Are Capital Markets Utilities a Free Fintech Lunch?
May 19, 2017
Free lunch, we’ve all had them – some good, some bad, sometimes with strings attached, sometimes without!
As the pace of innovation increases and the “next” Industrial Revolution awaits us, capital markets firms must explore which fintech to evaluate, invest in, ignore, or delegate to their service providers. Capital markets utilities may actually be one of the key enablers of fintech adoption, focus and prioritization the industry needs on the road to the fintech ecosystem of the future.
Capital markets utilities are a relatively new phenomenon; utility vendors take traditional outsourcing approaches, combine them with intellectual property and technology, and take responsibility for the operating model. In nearly all cases, utility providers are incumbent vendors with many years of experience, big balance sheets, and global teams, cultures and brands – a different flavor of fintech.
In the March 2017 McKinsey study Capital Markets Infrastructure: An Industry Reinventing Itself, this vendor shift to utility offerings was called out explicitly. Vendors are investing in and launching utilities across a wide range of verticals to support non-differentiating processes. The most successful vendors to date have been those with a strong underlying technology and market presence, minimizing the the cost for the market to transition to the utility service.
So where’s the free fintech lunch?
Since 2008, the business case for implementing fintech or any other operating model improvements at any individual firm has become more challenging, if not paralyzed, because of increasing regulatory compliance costs, increasing capital requirements and weak interest revenues.
Since investing in innovation is so challenging for individual firms, what if the investments in innovation could be made once across an entire industry vertical instead, distributing the cost across all who benefit?
By definition, capital markets utilities have one team, one operating model and one underlying technology platform. The most successful utilities also offer mutualized change management services around this standardized operating model – the ability to make regulatory and market changes once, across all clients.
The best utilities include this cost of ongoing mandatory change in their fees, eliminating an additional expense and project burden for utility clients and dramatically reducing the effort, cost and risk of change for the industry, as more clients join the utility.
Can this same industry-wide reduction in effort, cost and risk of mandatory change be expanded to dramatically reduce the effort, cost and risk of innovative new fintech too?
Are utilities the key to enable successful fintech adoption with less effort, cost and risk?
Some utilities shift responsibility for 80 percent or more of the operational and technology requirements from the client to the vendor. These utilities should also be responsible for driving innovation into this significant scope of service. If this cost of ongoing innovation is included in the utility fees, this might be one of the most compelling fintech free lunches the industry will ever see.
What makes this a free (or nearly free) lunch?
First, pick your fintech innovation – intelligent process automation (IPA), robotic process automation (RPA), other forms of artificial intelligence (AI) or even blockchain or distributed ledger technology (DLT). These are likely to impact most, if not all, of the capital markets, and a good place to start for this example.

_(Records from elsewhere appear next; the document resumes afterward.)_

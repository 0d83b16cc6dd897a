//! NATS subscription readers feeding the ingest decoder.

use std::sync::mpsc::SyncSender;
use std::sync::Arc;
use std::time::Duration;

use futures::StreamExt;
use tokio::sync::watch;
use tracing::{debug, error, info, warn};

use crate::checkpoint::StagedSample;
use crate::config::NatsSubscription;
use crate::decoder::LineProtocolDecoder;
use crate::store::MemoryStore;

const RECONNECT_DELAY: Duration = Duration::from_secs(5);

/// One long-running reader per configured subscription. Reconnects on
/// failure until shutdown.
pub async fn run_subscription(
    store: Arc<MemoryStore>,
    subscription: NatsSubscription,
    staging: Option<SyncSender<StagedSample>>,
    mut shutdown: watch::Receiver<bool>,
) {
    loop {
        tokio::select! {
            _ = shutdown.changed() => break,
            connected = async_nats::connect(subscription.address.as_str()) => {
                match connected {
                    Ok(client) => {
                        consume(
                            &store,
                            client,
                            &subscription,
                            staging.clone(),
                            &mut shutdown,
                        )
                        .await;
                        if *shutdown.borrow() {
                            break;
                        }
                    }
                    Err(err) => {
                        error!(%err, address = %subscription.address, "NATS connect failed");
                    }
                }
                tokio::select! {
                    _ = shutdown.changed() => break,
                    _ = tokio::time::sleep(RECONNECT_DELAY) => {}
                }
            }
        }
    }
    debug!(subject = %subscription.subscribe_to, "subscription reader stopped");
}

async fn consume(
    store: &Arc<MemoryStore>,
    client: async_nats::Client,
    subscription: &NatsSubscription,
    staging: Option<SyncSender<StagedSample>>,
    shutdown: &mut watch::Receiver<bool>,
) {
    let mut subscriber = match client.subscribe(subscription.subscribe_to.clone()).await {
        Ok(sub) => sub,
        Err(err) => {
            error!(%err, subject = %subscription.subscribe_to, "NATS subscribe failed");
            return;
        }
    };
    info!(subject = %subscription.subscribe_to, "subscribed");

    let mut decoder =
        LineProtocolDecoder::new(Arc::clone(store), subscription.cluster_tag.clone());
    if let Some(staging) = staging {
        decoder = decoder.with_staging(staging);
    }

    loop {
        tokio::select! {
            _ = shutdown.changed() => break,
            message = subscriber.next() => {
                let Some(message) = message else {
                    warn!(subject = %subscription.subscribe_to, "subscription closed");
                    break;
                };
                match std::str::from_utf8(&message.payload) {
                    Ok(body) => {
                        let summary = decoder.decode(body);
                        if summary.dropped > 0 {
                            debug!(
                                accepted = summary.accepted,
                                dropped = summary.dropped,
                                "batch partially dropped"
                            );
                        }
                    }
                    Err(_) => warn!("dropping non-UTF-8 message"),
                }
            }
        }
    }
}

Let’s use a simplified version of the exchange-traded and centrally-cleared derivatives ecosystem as an example where one or more of these technologies might be deployed in the future.
There are an estimated 100 clearing firms globally, each of which connects to one or more derivatives clearing houses and builds its own teams and processes around a handful of vendor technologies and/or proprietary technology. But what if those 100 clearing firms first move to a utility and the utility bears most, if not all, of the responsibility for implementing fintech innovations across its scope of services?
Instead of 100 fintech implementation projects for each of the 100 clearing firms, there would be one fintech implementation project run by the utility to transform the standard operating model and technology in the utility. Optimistically, this could result in an exponential reduction in project complexity, cost, effort and risk for the industry and each client, by a factor of 100.
This dramatic reduction in complexity, cost, effort and risk would accelerate fintech adoption and improve innovation time to market for clients and the industry as a whole.
Since project cost, effort and risk are some of the biggest barriers to the capital markets industry-wide adoption of fintech that ushers in the “next” Industrial Revolution, wouldn’t widespread adoption of utilities first give the industry the greatest chance of a successful transition to this future ecosystem?